Rank Songbirds is the latest work by Canadian author Leon Rooke, and its structure is unlike any I have encountered before. The work is comprised of a series of poems of varying lengths, and it ends with a sonatina, which to me read like a short story. What I find unique about this is that Rooke manages to form a cohesive narrative across the pages of all the individual poems, including the sonatina at the end. It took me reading through the sonatina itself to come to this realization, which cast the previous poems in a new light.

Rooke opens with a series of longer poems, and immediately introduces the reader to some of the main imagery and themes that recur across the work. Love and the anguish of love, pastoral descriptive imagery and Christian religious imagery such as fallen angels all play large roles. These first poems have our poet longing after a woman, providing a picture of her to the reader. The poems then become incredibly short, going from page length to merely four lines with no warning. The underlying theme of passion is still present, but the swift change seems to act as a cesura for readers, allowing us a moment to breathe. He then returns to longer poems, continuing to play with the idea of love and the expression of it. I personally enjoyed, in this middle stretch of poems, the woman who renames herself Cassandra (after the figure in Greek mythology who is cursed to be a prophet that no one listens to) and the piano that only plays specific music.

It is here in the mid-section of the book, that hints of the cohesiveness of the work begin to show. Rooke keeps his poetic format of longer poems broken up by very brief ones, allowing the reader that necessary time to ponder his words, but I began to notice recurring characters alongside the recurring themes. Cassandra and the unnamed piano both make multiple appearances. I found myself looking for these as I continued to read, using them as guideposts to track the movement of the narrative I was starting to see. Personally, the piano that so stubbornly plays only one thing for its owner was the real indicator that these were not simply individual poems but rather pieces of a larger whole.

scholar sitting at writing desk and gazing out the window

In the third section of the book, Rooke increases the frequency of short poems. None are more than a page in length by this point, and perhaps my favorite piece from the whole book, which is a mere two lines (Oh, bad day, huh, / So sorry to intrude.), makes its appearance. Again, I interpret this as a sort of prolonged cesura, the poet’s way of allowing the reader to consider, breathe, and regroup before being presented with a very dense sonatina that will close the book.

The sonatina took me many days of pondering post reading to come to personal conclusions about how I interpreted it, how it affected my reactions to the previous poems and whether I was satisfied by it.
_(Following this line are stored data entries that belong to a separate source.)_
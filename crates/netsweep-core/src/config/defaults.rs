//! Default values and resolved accessors for configuration types.

use std::time::Duration;

use crate::config::types::{NetsweepConfig, SweepConfig, TagsConfig, WaitConfig};
use crate::resources::tags::StandardTagEvaluator;
use crate::sweep::types::SweepOptions;
use crate::watcher::WaitPolicy;

pub const DEFAULT_TTL_TAG_NAME: &str = "ttl";
pub const DEFAULT_POLL_INTERVAL_SECS: u64 = 15;
pub const DEFAULT_MAX_WAIT_SECS: u64 = 600;
pub const DEFAULT_PROTECTION_TAG: &str = "do_not_delete";
pub const DEFAULT_CREATION_DATE_TAG: &str = "creationDate";

impl SweepConfig {
    pub fn ttl_tag_name(&self) -> &str {
        self.ttl_tag_name.as_deref().unwrap_or(DEFAULT_TTL_TAG_NAME)
    }

    pub fn disable_ttl_check(&self) -> bool {
        self.disable_ttl_check.unwrap_or(false)
    }

    pub fn dry_run(&self) -> bool {
        self.dry_run.unwrap_or(false)
    }
}

impl WaitConfig {
    /// Returns the poll interval in seconds, defaulting to 15.
    pub fn poll_interval_secs(&self) -> u64 {
        self.poll_interval_secs.unwrap_or(DEFAULT_POLL_INTERVAL_SECS)
    }

    /// Returns the maximum wait in seconds, defaulting to 600.
    pub fn max_wait_secs(&self) -> u64 {
        self.max_wait_secs.unwrap_or(DEFAULT_MAX_WAIT_SECS)
    }

    pub fn policy(&self) -> WaitPolicy {
        WaitPolicy {
            poll_interval: Duration::from_secs(self.poll_interval_secs()),
            max_wait: Duration::from_secs(self.max_wait_secs()),
        }
    }
}

impl TagsConfig {
    pub fn protection_tag(&self) -> &str {
        self.protection_tag
            .as_deref()
            .unwrap_or(DEFAULT_PROTECTION_TAG)
    }

    pub fn creation_date_tag(&self) -> &str {
        self.creation_date_tag
            .as_deref()
            .unwrap_or(DEFAULT_CREATION_DATE_TAG)
    }
}

impl NetsweepConfig {
    pub fn sweep_options(&self) -> SweepOptions {
        SweepOptions {
            dry_run: self.sweep.dry_run(),
            disable_ttl_check: self.sweep.disable_ttl_check(),
            ttl_tag_name: self.sweep.ttl_tag_name().to_string(),
            wait: self.wait.policy(),
        }
    }

    pub fn tag_evaluator(&self) -> StandardTagEvaluator {
        StandardTagEvaluator::new(self.tags.protection_tag(), self.tags.creation_date_tag())
    }
}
In the end, I think the sonatina is the key to the poems that come before. The poetry that leads up to this moment is centered around key themes and at times may appear separate from one another, but at other times closely related. The sonatina follows a man and his lover (the lover from earlier, in my interpretation) as they live through varying stages of a relationship and experience the turmoil and anguish that come with it. Here the narrative is most present. While Rooke conveys much by omission here, we get a more in-depth sense of these characters’ desires, lives and flaws. Yet, just as with the earlier poems, there are many breaks in the text, cracks in the narrative and gaps in the information provided to us. The narrative is fractured, but the reader is given just enough to understand it and imagine the rest.

The entire book operates in the same way as the sonatina, which is why it was not until the sonatina that I missed the overarching narrative. The reader is given glimpses from various perspectives into the poet’s mind, the lover’s reaction, and the pastoral world that they embody, but we are never told that these events are connected. The end result is a collection that is constantly playing with how the reader interprets the previous poems and shows how powerfully one can present a narrative when it has been fractured into pieces.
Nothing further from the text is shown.